One negative I could see was that the UEFI couldn't boot it off a hard disk, limited to PC speaker, but it actually ran and played games.
I also have a Core 2 era XP laptop with proper serial, parallel, PS2 ports etc, I imagine that would've run MS DOS but never tried.

SomeGuy
October 9th, 2017, 03:14 PM
Technically, any "modern" machine that supports BIOS/MBR booting will still run DOS. (Might even boot CP/M-86 too).

But then the question becomes: how much hardware compatibility is there beyond just booting?

For example, does the video card actually emulate CGA/EGA/VGA/VESA? Does the sound system emulate a Sound Blaster or any system supported by your DOS applications? Does the cheap USB keyboard support all the multi-key combinations DOS programs often used? And so on.

Most "modern" machines are heavily lobotomized and lack devices that were standard for MS-DOS machines. Real Floppy Disk Controller, serial ports, parallel ports, PS/2 connectors, ISA slots, monitors that can do proper 4:3 and sync oddball resolutions, all gone. And that can limit what you can actually DO with DOS.

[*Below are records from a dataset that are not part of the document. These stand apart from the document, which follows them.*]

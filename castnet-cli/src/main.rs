//! castnet CLI — build yearly collaboration-network snapshots and score movies against them.

mod commands;

use castnet_core::GraphKind;
use castnet_network::SnapshotLabel;
use clap::Parser;
use std::path::PathBuf;
use tracing_subscriber::layer::SubscriberExt;
use tracing_subscriber::util::SubscriberInitExt;
use tracing_subscriber::{EnvFilter, Layer};

/// castnet: temporal actor collaboration networks
#[derive(Parser, Debug)]
#[command(name = "castnet", version, about, long_about = None)]
struct Cli {
    /// Workspace directory
    #[arg(short, long, default_value = ".")]
    workspace: PathBuf,

    /// Configuration file path
    #[arg(short, long)]
    config: Option<PathBuf>,

    /// Increase verbosity (-v, -vv, -vvv)
    #[arg(short, long, action = clap::ArgAction::Count)]
    verbose: u8,

    /// Suppress non-essential output
    #[arg(short, long)]
    quiet: bool,

    #[command(subcommand)]
    command: Commands,
}

#[derive(clap::Subcommand, Debug)]
enum Commands {
    /// Ingest movies year by year and save one snapshot per year
    Build {
        /// Movie credits table (TSV with a header row)
        #[arg(long)]
        movies: PathBuf,
        /// Historical corpus applied without a year cutoff and saved as `base`
        #[arg(long)]
        base_corpus: Option<PathBuf>,
        /// Continue from an existing snapshot (e.g. `base`, `2004`)
        #[arg(long, conflicts_with = "base_corpus")]
        resume_from: Option<SnapshotLabel>,
        /// First year to ingest (defaults to network.first_year)
        #[arg(long)]
        start: Option<i32>,
        /// Last year to ingest, inclusive (defaults to network.last_year)
        #[arg(long)]
        end: Option<i32>,
        /// Graph kind: actor, actor-director
        #[arg(long)]
        kind: Option<GraphKind>,
    },
    /// Compute leakage-safe features for every movie in a year range
    Features {
        /// Movie credits table (TSV with a header row)
        #[arg(long)]
        movies: PathBuf,
        /// First year to score (defaults to network.first_year)
        #[arg(long)]
        start: Option<i32>,
        /// Last year to score, inclusive (defaults to network.last_year)
        #[arg(long)]
        end: Option<i32>,
        /// Output TSV (defaults to features.output)
        #[arg(short, long)]
        output: Option<PathBuf>,
        /// Graph kind: actor, actor-director
        #[arg(long)]
        kind: Option<GraphKind>,
        /// Compute rows on a single thread
        #[arg(long)]
        sequential: bool,
    },
    /// Inspect saved snapshots
    Snapshots {
        #[command(subcommand)]
        action: SnapshotAction,
    },
    /// Write a snapshot's entity mapping with display names
    Relabel {
        /// Snapshot label (e.g. `base`, `2004`)
        label: SnapshotLabel,
        /// Name table (TSV with a header row)
        #[arg(long)]
        names: PathBuf,
        /// Output TSV
        #[arg(short, long)]
        output: PathBuf,
        /// Key column of the name table
        #[arg(long, default_value = "nconst")]
        key_column: String,
        /// Name column of the name table
        #[arg(long, default_value = "primaryName")]
        name_column: String,
        /// Relabel the director index instead of the actor index (actor-director only)
        #[arg(long)]
        directors: bool,
        /// Graph kind: actor, actor-director
        #[arg(long)]
        kind: Option<GraphKind>,
    },
    /// Manage configuration
    Config {
        #[command(subcommand)]
        action: ConfigAction,
    },
}

#[derive(clap::Subcommand, Debug)]
enum SnapshotAction {
    /// List saved snapshots in timeline order
    List {
        /// Graph kind: actor, actor-director
        #[arg(long)]
        kind: Option<GraphKind>,
    },
    /// Print a snapshot's manifest as JSON
    Show {
        /// Snapshot label (e.g. `base`, `2004`)
        label: SnapshotLabel,
        /// Graph kind: actor, actor-director
        #[arg(long)]
        kind: Option<GraphKind>,
    },
}

#[derive(clap::Subcommand, Debug)]
enum ConfigAction {
    /// Create a default configuration file in the workspace
    Init,
    /// Show the effective configuration
    Show,
}

fn main() -> anyhow::Result<()> {
    // Load .env file if present
    let _ = dotenvy::dotenv();

    let cli = Cli::parse();

    // Human-readable stderr plus JSON file logging
    let filter = match cli.verbose {
        0 if cli.quiet => "error",
        0 => "info",
        1 => "debug",
        _ => "trace",
    };

    let stderr_layer = tracing_subscriber::fmt::layer()
        .with_target(false)
        .with_writer(std::io::stderr)
        .with_filter(EnvFilter::new(filter));

    let log_dir = directories::ProjectDirs::from("dev", "castnet", "castnet")
        .map(|d| d.data_dir().join("logs"))
        .unwrap_or_else(|| PathBuf::from("."));
    let _ = std::fs::create_dir_all(&log_dir);
    let file_appender = tracing_appender::rolling::daily(&log_dir, "castnet.log");
    let (non_blocking, _guard) = tracing_appender::non_blocking(file_appender);
    let json_layer = tracing_subscriber::fmt::layer()
        .json()
        .with_writer(non_blocking)
        .with_filter(EnvFilter::new("debug"));

    tracing_subscriber::registry()
        .with(stderr_layer)
        .with(json_layer)
        .init();

    let workspace = cli
        .workspace
        .canonicalize()
        .unwrap_or_else(|_| std::env::current_dir().unwrap_or_else(|_| PathBuf::from(".")));

    commands::handle_command(cli.command, &workspace, cli.config.as_deref())
}

#[cfg(test)]
mod tests {
    use super::*;
    use clap::CommandFactory;

    #[test]
    fn test_cli_definition_is_valid() {
        Cli::command().debug_assert();
    }

    #[test]
    fn test_parse_build() {
        let cli = Cli::try_parse_from([
            "castnet",
            "-vv",
            "build",
            "--movies",
            "movies.tsv",
            "--resume-from",
            "snapshot_2004",
            "--start",
            "2005",
            "--end",
            "2006",
            "--kind",
            "actor-director",
        ])
        .unwrap();
        assert_eq!(cli.verbose, 2);
        match cli.command {
            Commands::Build {
                resume_from,
                start,
                kind,
                ..
            } => {
                assert_eq!(resume_from, Some(SnapshotLabel::Year(2004)));
                assert_eq!(start, Some(2005));
                assert_eq!(kind, Some(GraphKind::ActorDirector));
            }
            other => panic!("unexpected command: {other:?}"),
        }
    }

    #[test]
    fn test_base_corpus_conflicts_with_resume() {
        let result = Cli::try_parse_from([
            "castnet",
            "build",
            "--movies",
            "m.tsv",
            "--base-corpus",
            "b.tsv",
            "--resume-from",
            "base",
        ]);
        assert!(result.is_err());
    }

    #[test]
    fn test_parse_snapshot_show_base() {
        let cli = Cli::try_parse_from(["castnet", "snapshots", "show", "base_network"]).unwrap();
        assert!(matches!(
            cli.command,
            Commands::Snapshots {
                action: SnapshotAction::Show {
                    label: SnapshotLabel::Base,
                    ..
                }
            }
        ));
    }

    #[test]
    fn test_unknown_kind_is_rejected() {
        let result = Cli::try_parse_from(["castnet", "snapshots", "list", "--kind", "crew"]);
        assert!(result.is_err());
    }
}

Personally, I feel PCs became rather DOS unfriendly after about 2005 or so. But there was no absolute drop-off point, and varied depending on the the specific hardware configuration.

Plasma
October 9th, 2017, 03:17 PM
Just about any PC can still "run" DOS. The real problem is peripherals, floppy support, and things like sound/network cards.

I'm not really sure what you are asking. P3/K6-3 chipsets all supported ISA DMA, so you could build a fully-functional DOS machine. But 99% of people used them for Windows. There are a few industrial P4 ISA motherboards too, but those weren't the norm.

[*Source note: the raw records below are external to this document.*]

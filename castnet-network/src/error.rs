//! Error types for the castnet-network crate.

use castnet_core::GraphKind;
use thiserror::Error;

/// Top-level error type for network building, snapshot storage, and feature extraction.
#[derive(Debug, Error)]
pub enum NetworkError {
    #[error("Snapshot not found: {0}")]
    NotFound(String),

    #[error("Snapshot already exists: {0}")]
    AlreadyExists(String),

    #[error("Corrupt snapshot '{label}': {reason}")]
    Corrupt { label: String, reason: String },

    #[error("Snapshot chain broken: expected '{expected}', found '{found}'")]
    ChainBroken { expected: String, found: String },

    #[error("Graph kind mismatch: expected {expected}, found {found}")]
    KindMismatch {
        expected: GraphKind,
        found: GraphKind,
    },

    #[error("Invalid input: {0}")]
    InvalidInput(String),

    #[error("IO error: {0}")]
    Io(#[from] std::io::Error),

    #[error("Serialization error: {0}")]
    Serde(#[from] serde_json::Error),
}

impl NetworkError {
    pub fn not_found(msg: impl Into<String>) -> Self {
        Self::NotFound(msg.into())
    }

    pub fn invalid_input(msg: impl Into<String>) -> Self {
        Self::InvalidInput(msg.into())
    }

    pub fn corrupt(label: impl Into<String>, reason: impl Into<String>) -> Self {
        Self::Corrupt {
            label: label.into(),
            reason: reason.into(),
        }
    }

    /// True for the "snapshot was never saved" case, which callers must not paper over.
    pub fn is_not_found(&self) -> bool {
        matches!(self, Self::NotFound(_))
    }
}

/// A movie whose credit fields could not be read as a list.
///
/// Recoverable: the builder logs it and moves on to the next movie.
#[derive(Debug, Clone, PartialEq, Eq, Error)]
#[error("movie '{movie_id}': {field} {reason}")]
pub struct MalformedCredits {
    pub movie_id: String,
    pub field: &'static str,
    pub reason: String,
}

The Pentium/K6 era was the latest people were still using DOS on a regular basis to play games (Quake etc). Once 3D accelerators came out and OpenGL/DirectX matured a bit the games all moved to Windows. Most applications had already moved to Windows since the introduction of Windows 3.1.

Chuck(G)
October 9th, 2017, 03:59 PM
I run a P4 in DOS mode using Win98SE as a base. Locating drivers takes some work, but it runs fine.

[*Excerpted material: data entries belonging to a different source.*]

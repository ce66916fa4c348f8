use super::{CollaborationGraph, GraphParts, GraphView, check_kind, distinct_credits};
use crate::entity::EntityIndex;
use crate::error::{MalformedCredits, NetworkError};
use crate::matrix::DenseMatrix;
use crate::metrics::GraphMetrics;
use crate::records::MovieRecord;
use castnet_core::GraphKind;

/// Bipartite actor-director graph: actors are rows, directors are columns.
#[derive(Debug, Clone, Default, PartialEq, Eq)]
pub struct ActorDirectorGraph {
    actors: EntityIndex,
    directors: EntityIndex,
    weights: DenseMatrix,
}

impl ActorDirectorGraph {
    pub fn new() -> Self {
        Self::default()
    }

    pub fn ensure_row(&mut self, actor: &str) -> usize {
        let idx = self.actors.add(actor);
        if self.actors.size() > self.weights.rows() {
            self.weights.resize(self.actors.size(), self.weights.cols());
        }
        idx
    }

    pub fn ensure_col(&mut self, director: &str) -> usize {
        let idx = self.directors.add(director);
        if self.directors.size() > self.weights.cols() {
            self.weights.resize(self.weights.rows(), self.directors.size());
        }
        idx
    }

    pub fn record_pair(&mut self, actor: usize, director: usize) {
        self.weights.increment(actor, director);
    }

    pub fn weight(&self, actor: usize, director: usize) -> u32 {
        self.weights.get(actor, director)
    }

    pub fn weight_by_key(&self, actor: &str, director: &str) -> u32 {
        match (self.actors.lookup(actor), self.directors.lookup(director)) {
            (Some(a), Some(d)) => self.weight(a, d),
            _ => 0,
        }
    }

    pub fn directors(&self) -> &EntityIndex {
        &self.directors
    }
}

impl CollaborationGraph for ActorDirectorGraph {
    const KIND: GraphKind = GraphKind::ActorDirector;

    fn actors(&self) -> &EntityIndex {
        &self.actors
    }

    fn vector(&self, actor: usize) -> &[u32] {
        self.weights.row(actor)
    }

    fn vector_width(&self) -> usize {
        self.weights.cols()
    }

    /// Every (actor, director) pair across the distinct cast and crew.
    ///
    /// Each actor is registered just before its directors, so indices follow
    /// the credit order of the first movie an entity appears in.
    fn process_movie(&mut self, movie: &MovieRecord) -> Result<usize, MalformedCredits> {
        let cast = distinct_credits(movie, Some(&movie.cast), "cast")?;
        let crew = distinct_credits(movie, movie.crew.as_ref(), "crew")?;
        let mut pairs = 0;
        for actor in &cast {
            for director in &crew {
                let a = self.ensure_row(actor);
                let d = self.ensure_col(director);
                self.record_pair(a, d);
                pairs += 1;
            }
        }
        Ok(pairs)
    }

    fn metrics(&self) -> GraphMetrics {
        let edges = self
            .weights
            .iter_rows()
            .map(|row| row.iter().filter(|&&w| w > 0).count())
            .sum();
        GraphMetrics::bipartite(self.actors.size(), self.directors.size(), edges)
    }

    fn view(&self) -> GraphView<'_> {
        GraphView {
            kind: Self::KIND,
            rows: &self.actors,
            cols: Some(&self.directors),
            weights: &self.weights,
        }
    }

    fn from_parts(parts: GraphParts) -> Result<Self, NetworkError> {
        check_kind(Self::KIND, parts.kind)?;
        let directors = parts.cols.ok_or_else(|| {
            NetworkError::invalid_input("actor-director graph needs a director index")
        })?;
        if parts.weights.rows() != parts.rows.size() || parts.weights.cols() != directors.size() {
            return Err(NetworkError::invalid_input(format!(
                "weights are {} x {}, expected {} x {}",
                parts.weights.rows(),
                parts.weights.cols(),
                parts.rows.size(),
                directors.size()
            )));
        }
        Ok(Self {
            actors: parts.rows,
            directors,
            weights: parts.weights,
        })
    }
}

Much more than that and I'll run DOS in a virtual session, where appropriate hardware support can be reasonably emulated.

Xacalite
October 9th, 2017, 04:52 PM
As "full decent DOS support" I understand eg. fully-functional ISA slots.
So, for mainstream boards it would be the Pentium III era, somewhat later for special ones - probably Pentium 4.
Note that for certain types of hardware you needed to be careful even earlier - in the Pentium III era there was already plenty of GDI-only printers and softmodems - no chance to use them in pure DOS.

NeXT
October 9th, 2017, 05:09 PM
If you want bleeding edge, the border of "practical" is the late PIII era boards. I use an Aopen AX34-U for legacy support purposes. I get all the CPU speed, ram capacity and AGP performance I'd ever need for some reason however between one ISA slot, Onboard Sound Blaster emulation and a decent number of "DOS Mode" options in the BIOS I don't end up screwing myself over because Everything works under DOS...except one thing.

Just get any socket 7 board and you are par for the course. By the time the 133mhz Pentium 1 was on the market the average person was on Windows 9x. Nobody was running MS-DOS in the PII, PIII or P4 days unless it was a special application.

glitch
October 10th, 2017, 05:31 AM
Like NeXT said, anything P1 - P3 will make a good DOS utility machine.

Personally, I use an industrial PICMG chassis, usually with a 1 GHz Socket 370 P3 Single-Board Computer plugged in. The backplane determines how many ISA and PCI slots you've got. When I need something older for a specific task, I just pull the SBC and plug in a different one.